Prompt =
Restate verbatim the span of lines below between the line with "repository 525162dc720d37a7" and the line with "does not exist.", including those two lines, and only that span.

Records from a data source

● ● ● ● ● ● ●

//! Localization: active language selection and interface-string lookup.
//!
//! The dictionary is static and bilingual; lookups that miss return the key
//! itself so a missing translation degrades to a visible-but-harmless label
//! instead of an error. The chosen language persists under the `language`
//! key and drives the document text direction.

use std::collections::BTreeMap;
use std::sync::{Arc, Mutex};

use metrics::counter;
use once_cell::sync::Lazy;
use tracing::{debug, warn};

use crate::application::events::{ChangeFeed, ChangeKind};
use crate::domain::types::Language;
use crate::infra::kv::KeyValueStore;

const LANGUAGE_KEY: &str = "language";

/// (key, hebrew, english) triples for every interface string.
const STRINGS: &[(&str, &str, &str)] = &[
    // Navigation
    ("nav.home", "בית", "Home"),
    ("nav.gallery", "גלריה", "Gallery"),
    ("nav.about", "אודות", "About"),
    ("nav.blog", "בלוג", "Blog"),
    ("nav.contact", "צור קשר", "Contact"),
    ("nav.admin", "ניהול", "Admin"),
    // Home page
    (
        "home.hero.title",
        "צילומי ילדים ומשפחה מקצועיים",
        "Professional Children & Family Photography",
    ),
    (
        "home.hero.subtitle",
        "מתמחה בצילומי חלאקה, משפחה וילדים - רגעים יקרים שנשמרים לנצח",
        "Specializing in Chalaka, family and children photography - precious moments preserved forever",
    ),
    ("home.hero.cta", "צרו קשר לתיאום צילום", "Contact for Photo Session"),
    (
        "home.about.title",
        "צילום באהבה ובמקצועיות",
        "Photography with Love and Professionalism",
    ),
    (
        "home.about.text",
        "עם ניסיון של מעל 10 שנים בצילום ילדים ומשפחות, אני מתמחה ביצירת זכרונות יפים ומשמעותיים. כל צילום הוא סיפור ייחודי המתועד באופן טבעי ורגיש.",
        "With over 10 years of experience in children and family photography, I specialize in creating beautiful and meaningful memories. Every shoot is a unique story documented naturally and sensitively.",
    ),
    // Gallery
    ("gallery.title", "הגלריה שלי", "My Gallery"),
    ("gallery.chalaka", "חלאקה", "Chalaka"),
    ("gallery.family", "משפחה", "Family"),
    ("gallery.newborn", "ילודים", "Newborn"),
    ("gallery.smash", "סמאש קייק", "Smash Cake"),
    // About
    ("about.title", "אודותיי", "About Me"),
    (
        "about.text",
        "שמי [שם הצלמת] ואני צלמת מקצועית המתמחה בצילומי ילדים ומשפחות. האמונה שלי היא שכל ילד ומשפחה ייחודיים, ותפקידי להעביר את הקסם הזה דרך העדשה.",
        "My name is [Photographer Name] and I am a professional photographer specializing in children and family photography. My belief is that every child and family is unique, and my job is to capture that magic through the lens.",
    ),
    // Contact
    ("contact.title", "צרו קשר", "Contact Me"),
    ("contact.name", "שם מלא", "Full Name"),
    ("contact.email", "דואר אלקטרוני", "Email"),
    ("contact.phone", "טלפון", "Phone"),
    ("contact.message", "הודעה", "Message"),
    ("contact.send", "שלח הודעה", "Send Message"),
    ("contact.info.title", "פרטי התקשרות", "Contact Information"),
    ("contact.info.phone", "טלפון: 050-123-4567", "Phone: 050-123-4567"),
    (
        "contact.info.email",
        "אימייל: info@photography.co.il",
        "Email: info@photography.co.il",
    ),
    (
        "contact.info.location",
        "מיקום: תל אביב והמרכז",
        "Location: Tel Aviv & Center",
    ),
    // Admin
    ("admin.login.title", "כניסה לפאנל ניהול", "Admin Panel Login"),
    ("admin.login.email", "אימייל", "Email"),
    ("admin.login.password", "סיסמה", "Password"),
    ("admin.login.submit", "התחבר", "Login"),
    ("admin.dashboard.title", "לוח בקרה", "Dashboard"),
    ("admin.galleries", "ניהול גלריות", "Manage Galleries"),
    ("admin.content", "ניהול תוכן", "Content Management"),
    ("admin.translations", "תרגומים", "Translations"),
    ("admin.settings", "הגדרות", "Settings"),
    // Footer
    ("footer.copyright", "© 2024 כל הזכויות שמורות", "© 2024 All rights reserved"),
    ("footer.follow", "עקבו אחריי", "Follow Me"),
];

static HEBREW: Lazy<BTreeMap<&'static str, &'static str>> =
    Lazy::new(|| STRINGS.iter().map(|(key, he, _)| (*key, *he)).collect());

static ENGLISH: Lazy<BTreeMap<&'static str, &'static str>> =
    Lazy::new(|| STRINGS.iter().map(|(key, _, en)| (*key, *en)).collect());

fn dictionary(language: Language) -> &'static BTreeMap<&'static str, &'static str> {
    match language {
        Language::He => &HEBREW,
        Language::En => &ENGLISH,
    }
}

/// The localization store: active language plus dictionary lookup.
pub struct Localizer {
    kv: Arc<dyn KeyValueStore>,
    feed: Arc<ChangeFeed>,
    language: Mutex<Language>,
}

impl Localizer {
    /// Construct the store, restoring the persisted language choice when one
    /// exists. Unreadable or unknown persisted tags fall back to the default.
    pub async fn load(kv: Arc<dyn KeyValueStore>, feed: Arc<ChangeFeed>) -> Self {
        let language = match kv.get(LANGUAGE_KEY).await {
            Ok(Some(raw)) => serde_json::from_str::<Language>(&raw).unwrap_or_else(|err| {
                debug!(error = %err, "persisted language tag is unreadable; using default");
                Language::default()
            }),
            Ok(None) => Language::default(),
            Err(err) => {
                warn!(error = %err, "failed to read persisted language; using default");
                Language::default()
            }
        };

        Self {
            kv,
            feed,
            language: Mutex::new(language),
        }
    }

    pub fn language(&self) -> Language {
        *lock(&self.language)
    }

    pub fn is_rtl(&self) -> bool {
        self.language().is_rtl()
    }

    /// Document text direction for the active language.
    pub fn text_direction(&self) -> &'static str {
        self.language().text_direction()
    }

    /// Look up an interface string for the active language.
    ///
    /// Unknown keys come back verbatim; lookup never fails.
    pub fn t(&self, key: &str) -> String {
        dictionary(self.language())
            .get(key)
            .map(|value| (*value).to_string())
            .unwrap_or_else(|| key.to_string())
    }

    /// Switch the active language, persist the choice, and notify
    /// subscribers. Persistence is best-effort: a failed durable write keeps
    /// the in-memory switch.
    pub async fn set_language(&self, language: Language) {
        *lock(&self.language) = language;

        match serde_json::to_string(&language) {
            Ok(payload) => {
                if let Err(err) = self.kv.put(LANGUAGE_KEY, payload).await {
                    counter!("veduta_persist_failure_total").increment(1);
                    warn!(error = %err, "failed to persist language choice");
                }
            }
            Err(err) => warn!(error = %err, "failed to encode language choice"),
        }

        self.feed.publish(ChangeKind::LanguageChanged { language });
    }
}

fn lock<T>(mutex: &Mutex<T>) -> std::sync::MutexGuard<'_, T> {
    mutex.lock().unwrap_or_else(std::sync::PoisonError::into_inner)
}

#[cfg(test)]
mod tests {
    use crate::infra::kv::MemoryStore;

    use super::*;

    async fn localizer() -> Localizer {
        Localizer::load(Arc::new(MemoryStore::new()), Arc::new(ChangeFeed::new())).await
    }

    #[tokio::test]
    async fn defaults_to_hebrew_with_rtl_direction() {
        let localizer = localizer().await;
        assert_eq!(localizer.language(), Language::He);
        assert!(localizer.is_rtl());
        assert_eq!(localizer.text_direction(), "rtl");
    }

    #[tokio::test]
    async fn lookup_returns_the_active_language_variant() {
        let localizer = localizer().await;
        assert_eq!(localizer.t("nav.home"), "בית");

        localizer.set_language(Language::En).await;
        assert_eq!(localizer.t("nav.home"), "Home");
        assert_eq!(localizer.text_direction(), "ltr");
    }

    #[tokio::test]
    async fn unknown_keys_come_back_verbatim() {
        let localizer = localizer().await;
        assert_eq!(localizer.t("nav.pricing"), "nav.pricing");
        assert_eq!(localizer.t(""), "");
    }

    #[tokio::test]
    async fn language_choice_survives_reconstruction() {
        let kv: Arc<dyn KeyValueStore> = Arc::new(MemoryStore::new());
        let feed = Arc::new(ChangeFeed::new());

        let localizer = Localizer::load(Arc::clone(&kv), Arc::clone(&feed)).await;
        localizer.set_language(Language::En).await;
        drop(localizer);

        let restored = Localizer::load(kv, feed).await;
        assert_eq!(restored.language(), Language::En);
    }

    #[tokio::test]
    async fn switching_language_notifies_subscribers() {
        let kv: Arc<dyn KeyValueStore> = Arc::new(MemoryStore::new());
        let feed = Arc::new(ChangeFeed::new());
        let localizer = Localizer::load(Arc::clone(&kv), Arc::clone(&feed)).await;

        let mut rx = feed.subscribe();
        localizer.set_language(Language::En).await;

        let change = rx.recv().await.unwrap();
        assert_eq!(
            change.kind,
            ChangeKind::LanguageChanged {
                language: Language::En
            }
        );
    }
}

● ● ● ● ● ● ●

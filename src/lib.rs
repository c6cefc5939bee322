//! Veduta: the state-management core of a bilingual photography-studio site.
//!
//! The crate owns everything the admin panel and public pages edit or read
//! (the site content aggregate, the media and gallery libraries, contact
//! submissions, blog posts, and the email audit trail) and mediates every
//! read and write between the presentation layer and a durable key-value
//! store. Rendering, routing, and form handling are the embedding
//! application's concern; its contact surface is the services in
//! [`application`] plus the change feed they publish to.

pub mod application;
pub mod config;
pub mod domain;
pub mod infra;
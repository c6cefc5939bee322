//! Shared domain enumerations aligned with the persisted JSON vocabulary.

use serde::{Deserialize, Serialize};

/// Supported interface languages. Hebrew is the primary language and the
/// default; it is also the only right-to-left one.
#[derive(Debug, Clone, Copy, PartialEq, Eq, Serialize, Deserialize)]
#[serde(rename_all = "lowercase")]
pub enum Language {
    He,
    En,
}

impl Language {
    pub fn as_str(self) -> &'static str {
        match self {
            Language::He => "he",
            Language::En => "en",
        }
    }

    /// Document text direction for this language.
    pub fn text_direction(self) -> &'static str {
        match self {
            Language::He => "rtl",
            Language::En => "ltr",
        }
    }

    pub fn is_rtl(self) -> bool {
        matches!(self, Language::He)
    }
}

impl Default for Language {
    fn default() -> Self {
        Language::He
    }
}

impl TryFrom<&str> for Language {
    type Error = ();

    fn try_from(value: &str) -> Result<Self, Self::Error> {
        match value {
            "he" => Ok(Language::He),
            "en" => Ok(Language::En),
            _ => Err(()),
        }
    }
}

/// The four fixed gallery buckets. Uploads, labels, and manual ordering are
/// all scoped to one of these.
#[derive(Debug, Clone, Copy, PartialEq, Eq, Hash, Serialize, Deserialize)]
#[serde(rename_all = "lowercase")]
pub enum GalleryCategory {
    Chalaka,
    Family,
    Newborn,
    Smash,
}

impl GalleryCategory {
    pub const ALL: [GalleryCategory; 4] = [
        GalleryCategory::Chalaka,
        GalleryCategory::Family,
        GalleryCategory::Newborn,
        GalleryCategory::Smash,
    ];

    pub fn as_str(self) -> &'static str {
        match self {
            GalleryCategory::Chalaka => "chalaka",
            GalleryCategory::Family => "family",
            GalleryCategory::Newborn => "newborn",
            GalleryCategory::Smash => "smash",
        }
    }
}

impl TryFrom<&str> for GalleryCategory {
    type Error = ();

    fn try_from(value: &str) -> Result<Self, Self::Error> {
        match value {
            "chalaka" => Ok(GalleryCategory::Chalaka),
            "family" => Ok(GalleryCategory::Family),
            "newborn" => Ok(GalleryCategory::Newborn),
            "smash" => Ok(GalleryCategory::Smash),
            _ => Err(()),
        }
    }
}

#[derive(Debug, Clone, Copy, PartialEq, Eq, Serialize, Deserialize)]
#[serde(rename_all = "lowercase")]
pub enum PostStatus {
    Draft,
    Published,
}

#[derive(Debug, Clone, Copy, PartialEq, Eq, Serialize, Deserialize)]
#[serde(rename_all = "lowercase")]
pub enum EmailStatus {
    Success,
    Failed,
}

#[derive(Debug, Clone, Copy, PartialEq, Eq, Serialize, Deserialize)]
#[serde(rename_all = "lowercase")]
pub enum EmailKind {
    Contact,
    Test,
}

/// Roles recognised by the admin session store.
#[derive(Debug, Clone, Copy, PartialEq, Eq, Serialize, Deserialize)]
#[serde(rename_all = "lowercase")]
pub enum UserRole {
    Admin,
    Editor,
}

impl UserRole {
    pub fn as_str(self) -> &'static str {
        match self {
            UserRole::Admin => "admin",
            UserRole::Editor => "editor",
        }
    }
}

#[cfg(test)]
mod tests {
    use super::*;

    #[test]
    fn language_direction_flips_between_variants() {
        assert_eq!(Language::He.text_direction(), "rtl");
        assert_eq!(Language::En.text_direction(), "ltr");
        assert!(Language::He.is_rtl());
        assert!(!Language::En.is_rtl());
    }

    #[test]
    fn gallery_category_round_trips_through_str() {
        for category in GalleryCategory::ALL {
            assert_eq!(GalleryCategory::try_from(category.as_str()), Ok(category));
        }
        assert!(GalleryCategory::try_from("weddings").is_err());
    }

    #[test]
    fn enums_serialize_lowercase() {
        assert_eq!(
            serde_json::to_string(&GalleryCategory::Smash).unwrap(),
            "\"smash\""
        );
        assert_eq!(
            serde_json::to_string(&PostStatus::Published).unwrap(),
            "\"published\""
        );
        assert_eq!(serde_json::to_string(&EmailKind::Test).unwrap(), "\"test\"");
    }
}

● ● ● ● ● ● ●

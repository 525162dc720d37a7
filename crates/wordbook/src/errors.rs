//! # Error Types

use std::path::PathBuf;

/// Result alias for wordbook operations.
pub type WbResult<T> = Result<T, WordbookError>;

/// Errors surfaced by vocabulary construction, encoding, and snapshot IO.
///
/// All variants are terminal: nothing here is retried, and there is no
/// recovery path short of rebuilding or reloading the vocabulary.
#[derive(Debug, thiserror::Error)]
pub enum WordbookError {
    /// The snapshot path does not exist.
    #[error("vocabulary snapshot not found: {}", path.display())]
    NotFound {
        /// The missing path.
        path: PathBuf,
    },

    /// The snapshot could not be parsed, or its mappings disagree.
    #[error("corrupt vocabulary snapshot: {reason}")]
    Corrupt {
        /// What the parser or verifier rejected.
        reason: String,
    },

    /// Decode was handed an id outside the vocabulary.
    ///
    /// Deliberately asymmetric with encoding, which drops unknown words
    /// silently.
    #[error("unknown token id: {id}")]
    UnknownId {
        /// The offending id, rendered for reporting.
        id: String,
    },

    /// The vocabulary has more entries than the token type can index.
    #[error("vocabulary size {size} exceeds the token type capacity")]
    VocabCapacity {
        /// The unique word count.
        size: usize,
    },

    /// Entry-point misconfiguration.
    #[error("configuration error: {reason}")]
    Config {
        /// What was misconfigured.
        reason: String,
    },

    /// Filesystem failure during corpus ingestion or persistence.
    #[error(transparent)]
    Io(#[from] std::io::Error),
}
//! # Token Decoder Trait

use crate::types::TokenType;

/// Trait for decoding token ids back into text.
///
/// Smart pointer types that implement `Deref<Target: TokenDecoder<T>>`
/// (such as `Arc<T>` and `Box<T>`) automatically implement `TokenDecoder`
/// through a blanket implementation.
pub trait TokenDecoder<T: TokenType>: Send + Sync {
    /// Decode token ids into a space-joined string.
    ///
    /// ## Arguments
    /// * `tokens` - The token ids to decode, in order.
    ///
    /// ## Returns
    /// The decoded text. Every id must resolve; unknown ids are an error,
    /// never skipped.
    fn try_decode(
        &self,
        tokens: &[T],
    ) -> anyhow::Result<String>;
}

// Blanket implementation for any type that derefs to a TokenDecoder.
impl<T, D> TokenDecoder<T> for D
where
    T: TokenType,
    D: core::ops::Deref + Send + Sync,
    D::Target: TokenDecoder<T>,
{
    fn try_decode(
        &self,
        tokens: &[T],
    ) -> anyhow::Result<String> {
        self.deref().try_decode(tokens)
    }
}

● ● ● ● ● ● ●

Answer to this exercise =
repository 525162dc720d37a7
filename crates/wordbook/src/errors.rs
//! # Error Types

use std::path::PathBuf;

/// Result alias for wordbook operations.
pub type WbResult<T> = Result<T, WordbookError>;

/// Errors surfaced by vocabulary construction, encoding, and snapshot IO.
///
/// All variants are terminal: nothing here is retried, and there is no
/// recovery path short of rebuilding or reloading the vocabulary.
#[derive(Debug, thiserror::Error)]
pub enum WordbookError {
    /// The snapshot path does not exist.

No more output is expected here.